MacRabbit, makers of the best CSS editor bar none, today announced Espresso, an most-in-one solution for web development. Espresso features CSSEdit’s excellent CSS editing and live previewing, but expands it to HTML, XML, and Javascript along with remote synchronization, spell-checking for non-code text (a la TextMate), code folding, a sleek find/replace interface with color-coded regular expressions, and an intriguing combination of source list and tabs for navigating your files.
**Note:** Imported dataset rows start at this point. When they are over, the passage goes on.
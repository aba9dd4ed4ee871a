//! Coordinator task and its handle.
//!
//! One task owns the `ContinuousMonitor`. Commands arrive over an mpsc
//! channel and answer on a oneshot; the same `select!` loop ticks the
//! watcher and drains expired debounce timers, so state changes never race.
//! The tree walk of a poll runs on the blocking pool with the watcher lent
//! out, and commands keep being answered until it comes back.

use std::time::Duration;

use manasx_core::errors::MonitorError;
use manasx_core::types::{AnalysisResult, MonitorStats};
use tokio::sync::{mpsc, oneshot};
use tokio::task::JoinHandle;
use tokio::time::{interval, sleep_until, Instant, MissedTickBehavior};

use crate::context::OrganizationalContext;
use crate::logs::SessionSummary;
use crate::monitor::ContinuousMonitor;
use crate::state::MonitorState;
use crate::watcher::{ChangeEvent, PollWatcher};

const COMMAND_BUFFER: usize = 64;

type PollTask = JoinHandle<(PollWatcher, Vec<ChangeEvent>)>;

enum Command {
    Start(oneshot::Sender<Result<(), MonitorError>>),
    Stop(oneshot::Sender<Result<Option<SessionSummary>, MonitorError>>),
    Change(ChangeEvent),
    Context(oneshot::Sender<OrganizationalContext>),
    Compliance {
        code: String,
        filename: String,
        reply: oneshot::Sender<AnalysisResult>,
    },
    State(oneshot::Sender<MonitorState>),
    Stats(oneshot::Sender<MonitorStats>),
    Shutdown(oneshot::Sender<Option<SessionSummary>>),
}

/// Cheap, cloneable front door to a spawned monitor.
#[derive(Debug, Clone)]
pub struct MonitorHandle {
    tx: mpsc::Sender<Command>,
}

/// Move `monitor` onto its own task. The task runs until `shutdown` is
/// called or every handle is dropped; either way a running monitor is
/// stopped first.
pub fn spawn(monitor: ContinuousMonitor) -> MonitorHandle {
    let (tx, rx) = mpsc::channel(COMMAND_BUFFER);
    tokio::spawn(run(monitor, rx));
    MonitorHandle { tx }
}

async fn run(mut monitor: ContinuousMonitor, mut rx: mpsc::Receiver<Command>) {
    let mut ticker = interval(monitor.poll_interval().max(Duration::from_millis(1)));
    ticker.set_missed_tick_behavior(MissedTickBehavior::Delay);
    let mut in_flight: Option<PollTask> = None;

    loop {
        let deadline = monitor.next_deadline();
        tokio::select! {
            cmd = rx.recv() => {
                let Some(cmd) = cmd else {
                    tracing::debug!("all monitor handles dropped");
                    stop_quietly(&mut monitor).await;
                    break;
                };
                if let Some(reply) = handle(&mut monitor, cmd).await {
                    let summary = stop_quietly(&mut monitor).await;
                    let _ = reply.send(summary);
                    break;
                }
            }
            _ = ticker.tick(), if monitor.is_running() && in_flight.is_none() => {
                if let Some(mut watcher) = monitor.take_watcher() {
                    in_flight = Some(tokio::task::spawn_blocking(move || {
                        let events = watcher.poll();
                        (watcher, events)
                    }));
                }
            }
            joined = poll_done(&mut in_flight), if in_flight.is_some() => {
                in_flight = None;
                match joined {
                    Ok((watcher, events)) => monitor.restore_watcher(watcher, events, Instant::now()),
                    Err(e) => {
                        tracing::error!(error = %e, "watcher poll task failed");
                        monitor.rewatch();
                    }
                }
            }
            _ = sleep_until(deadline.unwrap_or_else(Instant::now)), if deadline.is_some() => {
                monitor.flush_due(Instant::now()).await;
            }
        }
    }
    tracing::debug!("monitor task exited");
}

async fn poll_done(
    task: &mut Option<PollTask>,
) -> Result<(PollWatcher, Vec<ChangeEvent>), tokio::task::JoinError> {
    match task {
        Some(handle) => handle.await,
        None => std::future::pending().await,
    }
}

/// Apply one command. Returns the shutdown reply when the loop should end.
async fn handle(
    monitor: &mut ContinuousMonitor,
    cmd: Command,
) -> Option<oneshot::Sender<Option<SessionSummary>>> {
    match cmd {
        Command::Start(reply) => {
            let _ = reply.send(monitor.start().await);
        }
        Command::Stop(reply) => {
            let _ = reply.send(monitor.stop().await);
        }
        Command::Change(event) => monitor.record_change(event, Instant::now()),
        Command::Context(reply) => {
            let _ = reply.send(monitor.organizational_context().await);
        }
        Command::Compliance {
            code,
            filename,
            reply,
        } => {
            let _ = reply.send(monitor.check_code_compliance(&code, &filename).await);
        }
        Command::State(reply) => {
            let _ = reply.send(monitor.state());
        }
        Command::Stats(reply) => {
            let _ = reply.send(monitor.stats().clone());
        }
        Command::Shutdown(reply) => return Some(reply),
    }
    None
}

async fn stop_quietly(monitor: &mut ContinuousMonitor) -> Option<SessionSummary> {
    match monitor.stop().await {
        Ok(summary) => summary,
        Err(e) => {
            tracing::warn!(error = %e, "stop during shutdown failed");
            None
        }
    }
}

impl MonitorHandle {
    async fn request<T>(
        &self,
        make: impl FnOnce(oneshot::Sender<T>) -> Command,
    ) -> Result<T, MonitorError> {
        let (reply, rx) = oneshot::channel();
        self.tx
            .send(make(reply))
            .await
            .map_err(|_| MonitorError::Stopped)?;
        rx.await.map_err(|_| MonitorError::Stopped)
    }

    pub async fn start(&self) -> Result<(), MonitorError> {
        self.request(Command::Start).await?
    }

    pub async fn stop(&self) -> Result<Option<SessionSummary>, MonitorError> {
        self.request(Command::Stop).await?
    }

    /// Feed a change from an external watcher. Ignored unless running.
    pub async fn notify_change(&self, event: ChangeEvent) -> Result<(), MonitorError> {
        self.tx
            .send(Command::Change(event))
            .await
            .map_err(|_| MonitorError::Stopped)
    }

    pub async fn organizational_context(&self) -> Result<OrganizationalContext, MonitorError> {
        self.request(Command::Context).await
    }

    pub async fn check_code_compliance(
        &self,
        code: &str,
        filename: &str,
    ) -> Result<AnalysisResult, MonitorError> {
        let (code, filename) = (code.to_string(), filename.to_string());
        self.request(|reply| Command::Compliance {
            code,
            filename,
            reply,
        })
        .await
    }

    pub async fn state(&self) -> Result<MonitorState, MonitorError> {
        self.request(Command::State).await
    }

    pub async fn stats(&self) -> Result<MonitorStats, MonitorError> {
        self.request(Command::Stats).await
    }

    /// Stop the monitor if running and end the task.
    pub async fn shutdown(&self) -> Result<Option<SessionSummary>, MonitorError> {
        self.request(Command::Shutdown).await
    }

    /// Whether the task is still accepting commands.
    pub fn is_alive(&self) -> bool {
        !self.tx.is_closed()
    }
}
All of which is pretty cool, but isn’t what has me jazzed about Espresso. To be honest, the screenshots make it look like an underpowered Coda (it certainly doesn’t include reference books or a built-in terminal, both of which I’ve found extremely handy when using Coda), although the text editing capabilities may well be superior (I know for a fact the CSS editing will be exactly what I need).
What excites me about Espresso is not that it’s a direct all-in-one competitor to Coda; what makes it sound fantastic to me is its extensibility.
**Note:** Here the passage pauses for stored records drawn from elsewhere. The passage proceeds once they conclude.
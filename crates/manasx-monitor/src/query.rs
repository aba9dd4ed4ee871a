//! Query surface for external tooling.
//!
//! Tools address the monitor by name with JSON arguments and always get
//! JSON back; failures become `{"error": "[CODE] message"}`.

use async_trait::async_trait;
use chrono::{DateTime, Utc};
use manasx_core::errors::{ManasxErrorCode, MonitorError};
use manasx_core::types::AnalysisResult;
use serde::{Deserialize, Serialize};
use serde_json::{json, Value};

use crate::actor::MonitorHandle;
use crate::context::OrganizationalContext;
use crate::state::MonitorState;

pub const TOOL_HEALTH: &str = "health";
pub const TOOL_CONTEXT: &str = "get_organizational_context";
pub const TOOL_COMPLIANCE: &str = "check_code_compliance";

#[derive(Debug, Clone, PartialEq, Eq, Serialize, Deserialize)]
#[serde(rename_all = "camelCase")]
pub struct HealthStatus {
    pub healthy: bool,
    pub monitor: MonitorState,
    pub timestamp: DateTime<Utc>,
}

#[derive(Debug, Deserialize)]
struct ComplianceArgs {
    code: String,
    #[serde(default = "default_filename")]
    filename: String,
}

fn default_filename() -> String {
    "snippet.js".to_string()
}

#[async_trait]
pub trait QuerySurface: Send + Sync {
    async fn health(&self) -> HealthStatus;

    async fn get_organizational_context(&self) -> Result<OrganizationalContext, MonitorError>;

    async fn check_code_compliance(
        &self,
        code: &str,
        filename: &str,
    ) -> Result<AnalysisResult, MonitorError>;

    /// Dispatch a named tool call.
    async fn handle_tool_call(&self, name: &str, args: Value) -> Value {
        let outcome = match name {
            TOOL_HEALTH => to_value(self.health().await),
            TOOL_CONTEXT => match self.get_organizational_context().await {
                Ok(ctx) => to_value(ctx),
                Err(e) => Err(e),
            },
            TOOL_COMPLIANCE => match serde_json::from_value::<ComplianceArgs>(args) {
                Ok(a) => match self.check_code_compliance(&a.code, &a.filename).await {
                    Ok(result) => to_value(result),
                    Err(e) => Err(e),
                },
                Err(e) => Err(MonitorError::InvalidToolCall(format!(
                    "{TOOL_COMPLIANCE}: {e}"
                ))),
            },
            other => Err(MonitorError::InvalidToolCall(format!("unknown tool '{other}'"))),
        };
        outcome.unwrap_or_else(|e| {
            tracing::warn!(tool = name, error_code = e.error_code(), error = %e, "tool call failed");
            json!({ "error": e.tool_string() })
        })
    }
}

fn to_value<T: Serialize>(value: T) -> Result<Value, MonitorError> {
    serde_json::to_value(value)
        .map_err(|e| MonitorError::InvalidToolCall(format!("unserializable response: {e}")))
}

#[async_trait]
impl QuerySurface for MonitorHandle {
    async fn health(&self) -> HealthStatus {
        match self.state().await {
            Ok(state) => HealthStatus {
                healthy: state.is_running(),
                monitor: state,
                timestamp: Utc::now(),
            },
            Err(_) => HealthStatus {
                healthy: false,
                monitor: MonitorState::Idle,
                timestamp: Utc::now(),
            },
        }
    }

    async fn get_organizational_context(&self) -> Result<OrganizationalContext, MonitorError> {
        self.organizational_context().await
    }

    async fn check_code_compliance(
        &self,
        code: &str,
        filename: &str,
    ) -> Result<AnalysisResult, MonitorError> {
        MonitorHandle::check_code_compliance(self, code, filename).await
    }
}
Espresso offers “Sugars”, a plugin interface using XML files. Although it remains to be seen how much flexibility is offered by the Sugar API, extensibility out of the box means that Espresso will be offering my favorite parts of all-in-one editing (synchronization and HTML/CSS in an integrated interface) along with the customization that up until now I’ve only associated with TextMate. Sure, Sugars probably won’t be as powerful as TextMate bundles, but get this:
Snippets in Espresso can be much more than quick pieces of text to insert into your document. Tab stops, placeholders, conditional expansions: it’s all there.
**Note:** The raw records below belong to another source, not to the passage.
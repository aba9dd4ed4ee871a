//! External classifier errors.

use super::error_code::{self, ManasxErrorCode};

/// Failures of the external AI classifier. Callers treat every variant as
/// "no classification available".
#[derive(Debug, Clone, thiserror::Error)]
pub enum ClassifierError {
    #[error("Classifier unavailable: {0}")]
    Unavailable(String),

    #[error("Classifier returned an invalid response: {0}")]
    InvalidResponse(String),

    #[error("Classifier timed out after {timeout_ms}ms")]
    Timeout { timeout_ms: u64 },
}

impl ManasxErrorCode for ClassifierError {
    fn error_code(&self) -> &'static str {
        match self {
            Self::Unavailable(_) => error_code::CLASSIFIER_UNAVAILABLE,
            Self::InvalidResponse(_) => error_code::CLASSIFIER_INVALID_RESPONSE,
            Self::Timeout { .. } => error_code::CLASSIFIER_TIMEOUT,
        }
    }
}
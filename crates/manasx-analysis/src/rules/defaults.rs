//! Built-in rule configuration, used when no file is found and written by
//! `create_initial_config`.

use std::collections::BTreeMap;

use chrono::Utc;
use manasx_core::constants::DEFAULT_FETCH_WRAPPER;
use manasx_core::types::Severity;
use serde_json::{json, Map, Value};

use super::config::{GlobalSettings, RuleCategory, RuleConfig, RuleDefinition, RuleMetadata};
use super::types::AI_CODE_CATEGORY;

fn rule(name: &str, description: &str, severity: Severity, parameters: Value) -> RuleDefinition {
    RuleDefinition {
        name: name.to_string(),
        description: description.to_string(),
        severity: Some(severity),
        enabled: true,
        parameters: match parameters {
            Value::Object(map) => map,
            _ => Map::new(),
        },
    }
}

fn category(rules: Vec<(&str, RuleDefinition)>) -> RuleCategory {
    RuleCategory {
        enabled: true,
        rules: rules
            .into_iter()
            .map(|(id, def)| (id.to_string(), def))
            .collect(),
    }
}

impl RuleConfig {
    /// The built-in organizational rule set.
    pub fn default_config() -> Self {
        let mut rules = BTreeMap::new();
        rules.insert(
            "security".to_string(),
            category(vec![
                (
                    "no-eval",
                    rule(
                        "No eval",
                        "Disallow eval(), which executes arbitrary strings as code",
                        Severity::Critical,
                        Value::Null,
                    ),
                ),
                (
                    "no-dangerous-html",
                    rule(
                        "No dangerous HTML",
                        "Disallow innerHTML/outerHTML, which open XSS holes",
                        Severity::High,
                        Value::Null,
                    ),
                ),
            ]),
        );
        rules.insert(
            "api".to_string(),
            category(vec![(
                "require-company-fetch",
                rule(
                    "Require company fetch wrapper",
                    "Network calls go through the shared fetch wrapper",
                    Severity::Medium,
                    json!({ "wrapperName": DEFAULT_FETCH_WRAPPER }),
                ),
            )]),
        );
        rules.insert(
            "performance".to_string(),
            category(vec![(
                "no-sync-fs",
                rule(
                    "No synchronous fs",
                    "Blocking file-system calls stall the event loop",
                    Severity::High,
                    Value::Null,
                ),
            )]),
        );
        rules.insert(
            "architecture".to_string(),
            category(vec![(
                "feature-folder-structure",
                rule(
                    "Feature folder structure",
                    "Source files live at least two folders deep",
                    Severity::Medium,
                    json!({ "minDepth": 2 }),
                ),
            )]),
        );
        rules.insert(
            "naming".to_string(),
            category(vec![(
                "camelcase-variable-naming",
                rule(
                    "camelCase variables",
                    "Variables use camelCase when the learned profile says so",
                    Severity::Low,
                    Value::Null,
                ),
            )]),
        );
        rules.insert(
            AI_CODE_CATEGORY.to_string(),
            category(vec![
                (
                    "require-review-marker",
                    rule(
                        "Require review marker",
                        "AI-generated code carries a human review marker",
                        Severity::Medium,
                        json!({ "marker": "@ai-reviewed" }),
                    ),
                ),
                (
                    "no-placeholder-code",
                    rule(
                        "No placeholder code",
                        "AI-generated code must not ship TODO stubs or placeholders",
                        Severity::Medium,
                        Value::Null,
                    ),
                ),
            ]),
        );

        Self {
            metadata: RuleMetadata {
                version: "1.0.0".to_string(),
                name: "Organization rules".to_string(),
                description: "Default ManasX governance rules".to_string(),
                author: String::new(),
                created: Utc::now().format("%Y-%m-%d").to_string(),
            },
            global: GlobalSettings {
                severity: Severity::Medium,
                autofix: false,
            },
            rules,
            exceptions: Vec::new(),
        }
    }
}
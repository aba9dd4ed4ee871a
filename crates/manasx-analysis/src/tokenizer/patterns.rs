//! Compiled lexical patterns. A pattern that fails to compile yields `None`
//! and simply matches nothing.

use regex::Regex;
use std::sync::LazyLock;

macro_rules! lexical_pattern {
    ($name:ident, $regex_str:expr) => {
        pub static $name: LazyLock<Option<Regex>> = LazyLock::new(|| Regex::new($regex_str).ok());
    };
}

// ── Declarations ───────────────────────────────────────────────────────────
lexical_pattern!(
    RE_BINDING,
    r"\b(const|let|var)\s+([A-Za-z_$][\w$]*)\s*(=\s*(?:async\s+)?(?:function\b|\([^)]*\)\s*=>|[A-Za-z_$][\w$]*\s*=>))?"
);
lexical_pattern!(RE_FUNCTION, r"\bfunction\b\s*\*?\s*([A-Za-z_$][\w$]*)\s*\(");

// ── Imports ────────────────────────────────────────────────────────────────
lexical_pattern!(
    RE_ES_IMPORT,
    r#"(?m)^\s*import\s+(?:[^'";]*?\s*from\s*)?['"]([^'"]+)['"]"#
);
lexical_pattern!(RE_REQUIRE, r#"\brequire\s*\(\s*['"]([^'"]+)['"]\s*\)"#);
lexical_pattern!(RE_DYNAMIC_IMPORT, r#"\bimport\s*\(\s*['"]([^'"]+)['"]\s*\)"#);

// ── Exports ────────────────────────────────────────────────────────────────
lexical_pattern!(
    RE_NAMED_EXPORT,
    r"(?m)^\s*export\s+(?:const|let|var|function|class|async\s+function|\{|\*)|\b(?:module\.)?exports\.[A-Za-z_$][\w$]*\s*="
);
lexical_pattern!(
    RE_DEFAULT_EXPORT,
    r"(?m)^\s*export\s+default\b|\bmodule\.exports\s*="
);

/// Match iterator over an optional pattern; empty when it failed to compile.
pub fn captures<'r, 't>(
    pattern: &'r LazyLock<Option<Regex>>,
    text: &'t str,
) -> impl Iterator<Item = regex::Captures<'t>> + 'r
where
    't: 'r,
{
    pattern
        .as_ref()
        .into_iter()
        .flat_map(move |re| re.captures_iter(text))
}

pub fn is_match(pattern: &LazyLock<Option<Regex>>, text: &str) -> bool {
    pattern.as_ref().map(|re| re.is_match(text)).unwrap_or(false)
}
The thought of a program that can deliver on TextMate’s extensibility along with the all-in-one sweetness that more recently prompted me to dabble in Coda has me tingling with anticipation. Perhaps Espresso will not achieve the tantalizing promise of its screenshots and marketing speak, but given that I’ve bought every MacRabbit app I’ve tried within five minutes of downloading the demo, I think there’s cause for excitement on the part of users and alarm on the part of text editor developers.